El peli negro le cogió por la cintura y dió un inocente beso en sus labios que le hizo sonrojar. El pequeño quedó boquiabierto sin entender de que van las cosas. Su mano es tomada con suavidad y le colocan un anillo de oro blanco con un zafiro.


-¿Qué...?


-Te estoy pidiendo matrimonio torpe.


-¡Oh! Mi amigo Alibaba-kun dice que solo te casas después o antes de tener sexo. ¿Es lo que hicimos?


-¿Ese beso? Claro que...-sonrió-Si. Ya no eres virgen.


Todo le dió vueltas al pequeño que terminó por desmayarse, y el otro besarle de nuevo.


-Je, supongo que sería mejor explicarle, pero nah así es más divertido. Gracias por volver, está vez en verdad te haré feliz.

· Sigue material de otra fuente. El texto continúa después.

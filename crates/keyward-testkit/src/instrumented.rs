//! Instrumented collaborators.
//!
//! Wrappers around a real key store or store that count calls, fail on
//! demand, or lose a compare-and-swap on purpose.

use std::sync::atomic::{AtomicBool, AtomicUsize, Ordering};
use std::sync::Arc;

use async_trait::async_trait;
use bytes::Bytes;
use keyward_core::{
    AccountId, Capability, ContentId, Document, KeyImage, KeyMaterial, Permission, PermissionId, Setting,
    ThirdPartyId,
};
use keyward_keystore::{KeyStore, KeyStoreError, MemoryKeyStore};
use keyward_store::{Result as StoreResult, Store, SwapResult};

// ─────────────────────────────────────────────────────────────────────────────
// Key stores
// ─────────────────────────────────────────────────────────────────────────────

/// Counts `get` and `put` calls on an inner key store.
///
/// Writes can be made to fail with [`RecordingKeyStore::fail_puts`] while
/// reads keep working.
pub struct RecordingKeyStore {
    inner: Arc<dyn KeyStore>,
    gets: AtomicUsize,
    puts: AtomicUsize,
    puts_fail: AtomicBool,
}

impl RecordingKeyStore {
    pub fn new(inner: Arc<dyn KeyStore>) -> Self {
        Self {
            inner,
            gets: AtomicUsize::new(0),
            puts: AtomicUsize::new(0),
            puts_fail: AtomicBool::new(false),
        }
    }

    /// Recording wrapper over a fresh [`MemoryKeyStore`].
    pub fn in_memory() -> Self {
        Self::new(Arc::new(MemoryKeyStore::new()))
    }

    pub fn gets(&self) -> usize {
        self.gets.load(Ordering::SeqCst)
    }

    pub fn puts(&self) -> usize {
        self.puts.load(Ordering::SeqCst)
    }

    /// Total calls of either kind.
    pub fn calls(&self) -> usize {
        self.gets() + self.puts()
    }

    /// Reject every later `put` as if the backend went down.
    pub fn fail_puts(&self) {
        self.puts_fail.store(true, Ordering::SeqCst);
    }
}

#[async_trait]
impl KeyStore for RecordingKeyStore {
    async fn put(&self, image: &KeyImage, material: &KeyMaterial) -> keyward_keystore::Result<()> {
        self.puts.fetch_add(1, Ordering::SeqCst);
        if self.puts_fail.load(Ordering::SeqCst) {
            return Err(KeyStoreError::BackendUnavailable("write rejected".into()));
        }
        self.inner.put(image, material).await
    }

    async fn get(&self, image: &KeyImage) -> keyward_keystore::Result<KeyMaterial> {
        self.gets.fetch_add(1, Ordering::SeqCst);
        self.inner.get(image).await
    }

    fn backend(&self) -> &'static str {
        self.inner.backend()
    }
}

/// A key store whose backend is always unreachable.
#[derive(Debug, Default)]
pub struct UnreachableKeyStore;

#[async_trait]
impl KeyStore for UnreachableKeyStore {
    async fn put(&self, _image: &KeyImage, _material: &KeyMaterial) -> keyward_keystore::Result<()> {
        Err(KeyStoreError::BackendUnavailable("connection refused".into()))
    }

    async fn get(&self, _image: &KeyImage) -> keyward_keystore::Result<KeyMaterial> {
        Err(KeyStoreError::BackendUnavailable("connection refused".into()))
    }

    fn backend(&self) -> &'static str {
        "unreachable"
    }
}

// ─────────────────────────────────────────────────────────────────────────────
// Stores
// ─────────────────────────────────────────────────────────────────────────────

/// Counts writes (and swaps separately) on an inner store.
pub struct RecordingStore<S> {
    inner: S,
    writes: AtomicUsize,
    swaps: AtomicUsize,
}

impl<S: Store> RecordingStore<S> {
    pub fn new(inner: S) -> Self {
        Self {
            inner,
            writes: AtomicUsize::new(0),
            swaps: AtomicUsize::new(0),
        }
    }

    pub fn inner(&self) -> &S {
        &self.inner
    }

    /// Every mutating call, swaps included.
    pub fn writes(&self) -> usize {
        self.writes.load(Ordering::SeqCst)
    }

    pub fn swaps(&self) -> usize {
        self.swaps.load(Ordering::SeqCst)
    }

    fn wrote(&self) {
        self.writes.fetch_add(1, Ordering::SeqCst);
    }
}

#[async_trait]
impl<S: Store> Store for RecordingStore<S> {
    async fn insert_document(&self, document: &Document) -> StoreResult<()> {
        self.wrote();
        self.inner.insert_document(document).await
    }

    async fn get_document(&self, id: &ContentId) -> StoreResult<Option<Document>> {
        self.inner.get_document(id).await
    }

    async fn list_documents(&self, account: &AccountId) -> StoreResult<Vec<Document>> {
        self.inner.list_documents(account).await
    }

    async fn swap_sealed(
        &self,
        id: &ContentId,
        expected: &KeyImage,
        new_image: &KeyImage,
        ciphertext: Bytes,
    ) -> StoreResult<SwapResult> {
        self.wrote();
        self.swaps.fetch_add(1, Ordering::SeqCst);
        self.inner.swap_sealed(id, expected, new_image, ciphertext).await
    }

    async fn insert_permission(&self, permission: &Permission) -> StoreResult<()> {
        self.wrote();
        self.inner.insert_permission(permission).await
    }

    async fn get_permission(&self, id: &PermissionId) -> StoreResult<Option<Permission>> {
        self.inner.get_permission(id).await
    }

    async fn active_permissions(
        &self,
        document: &ContentId,
        third_party: &ThirdPartyId,
    ) -> StoreResult<Vec<Permission>> {
        self.inner.active_permissions(document, third_party).await
    }

    async fn list_permissions(&self, account: &AccountId) -> StoreResult<Vec<Permission>> {
        self.inner.list_permissions(account).await
    }

    async fn set_permission_active(&self, id: &PermissionId, active: bool) -> StoreResult<bool> {
        self.wrote();
        self.inner.set_permission_active(id, active).await
    }

    async fn deactivate_permissions(
        &self,
        account: &AccountId,
        third_party: &ThirdPartyId,
        capability: Option<Capability>,
    ) -> StoreResult<usize> {
        self.wrote();
        self.inner.deactivate_permissions(account, third_party, capability).await
    }

    async fn get_setting(&self, account: &AccountId, key: &str) -> StoreResult<Option<Setting>> {
        self.inner.get_setting(account, key).await
    }

    async fn upsert_setting(&self, setting: &Setting) -> StoreResult<()> {
        self.wrote();
        self.inner.upsert_setting(setting).await
    }
}

/// A store where another writer re-seals the document just before the
/// next `swap_sealed` lands, so that swap loses.
///
/// Arm it with [`ContendedStore::contend_next_swap`].
pub struct ContendedStore<S> {
    inner: S,
    armed: AtomicBool,
}

impl<S: Store> ContendedStore<S> {
    pub fn new(inner: S) -> Self {
        Self {
            inner,
            armed: AtomicBool::new(false),
        }
    }

    pub fn inner(&self) -> &S {
        &self.inner
    }

    /// Make the next swap lose to a competing writer.
    pub fn contend_next_swap(&self) {
        self.armed.store(true, Ordering::SeqCst);
    }
}

#[async_trait]
impl<S: Store> Store for ContendedStore<S> {
    async fn insert_document(&self, document: &Document) -> StoreResult<()> {
        self.inner.insert_document(document).await
    }

    async fn get_document(&self, id: &ContentId) -> StoreResult<Option<Document>> {
        self.inner.get_document(id).await
    }

    async fn list_documents(&self, account: &AccountId) -> StoreResult<Vec<Document>> {
        self.inner.list_documents(account).await
    }

    async fn swap_sealed(
        &self,
        id: &ContentId,
        expected: &KeyImage,
        new_image: &KeyImage,
        ciphertext: Bytes,
    ) -> StoreResult<SwapResult> {
        if self.armed.swap(false, Ordering::SeqCst) {
            let rival = KeyImage::of_hex(&format!("rival-{}", expected));
            self.inner
                .swap_sealed(id, expected, &rival, Bytes::from_static(b"rival"))
                .await?;
        }
        self.inner.swap_sealed(id, expected, new_image, ciphertext).await
    }

    async fn insert_permission(&self, permission: &Permission) -> StoreResult<()> {
        self.inner.insert_permission(permission).await
    }

    async fn get_permission(&self, id: &PermissionId) -> StoreResult<Option<Permission>> {
        self.inner.get_permission(id).await
    }

    async fn active_permissions(
        &self,
        document: &ContentId,
        third_party: &ThirdPartyId,
    ) -> StoreResult<Vec<Permission>> {
        self.inner.active_permissions(document, third_party).await
    }

    async fn list_permissions(&self, account: &AccountId) -> StoreResult<Vec<Permission>> {
        self.inner.list_permissions(account).await
    }

    async fn set_permission_active(&self, id: &PermissionId, active: bool) -> StoreResult<bool> {
        self.inner.set_permission_active(id, active).await
    }

    async fn deactivate_permissions(
        &self,
        account: &AccountId,
        third_party: &ThirdPartyId,
        capability: Option<Capability>,
    ) -> StoreResult<usize> {
        self.inner.deactivate_permissions(account, third_party, capability).await
    }

    async fn get_setting(&self, account: &AccountId, key: &str) -> StoreResult<Option<Setting>> {
        self.inner.get_setting(account, key).await
    }

    async fn upsert_setting(&self, setting: &Setting) -> StoreResult<()> {
        self.inner.upsert_setting(setting).await
    }
}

El peli azulino abrió los ojos despacio.


-¿Te aprovechaste de mi ojisan?


-¡¿Cómo que ojisan?! ¡Estoy muy joven y ahorita mismo te lo demuestro!


-Je je je.


-¿Uh?


-Lo recordé todo Judal-kun. No me dejes.


-Es lo que debería decirte.


-¿Aún conservas la bañera de aves?


-Si, pero esta vez te meteras conmigo a la tina.


-Je je je je.


-¿No te molesta?


-¿No esperamos ya demasiado?


-Ni que lo digas.


Entrelazaron las manos cariñosamente, el anillo emitió un brillo enigmatico. Como si estuviese impregnado de magia poderosa que hará de sus sueños una realidad.

Notas finales:

Siempre me gusta variar las parejas para que todos tengan un poco que leer de sus ships favoritos. Pero últimamente no he podido resistirme a mi OTP,  lo siento mucho pero gracias por leer!!! Los amo!!!! :3. Judal y Aladdin son tan hermosos!!!! Hasta la próxima!!!!!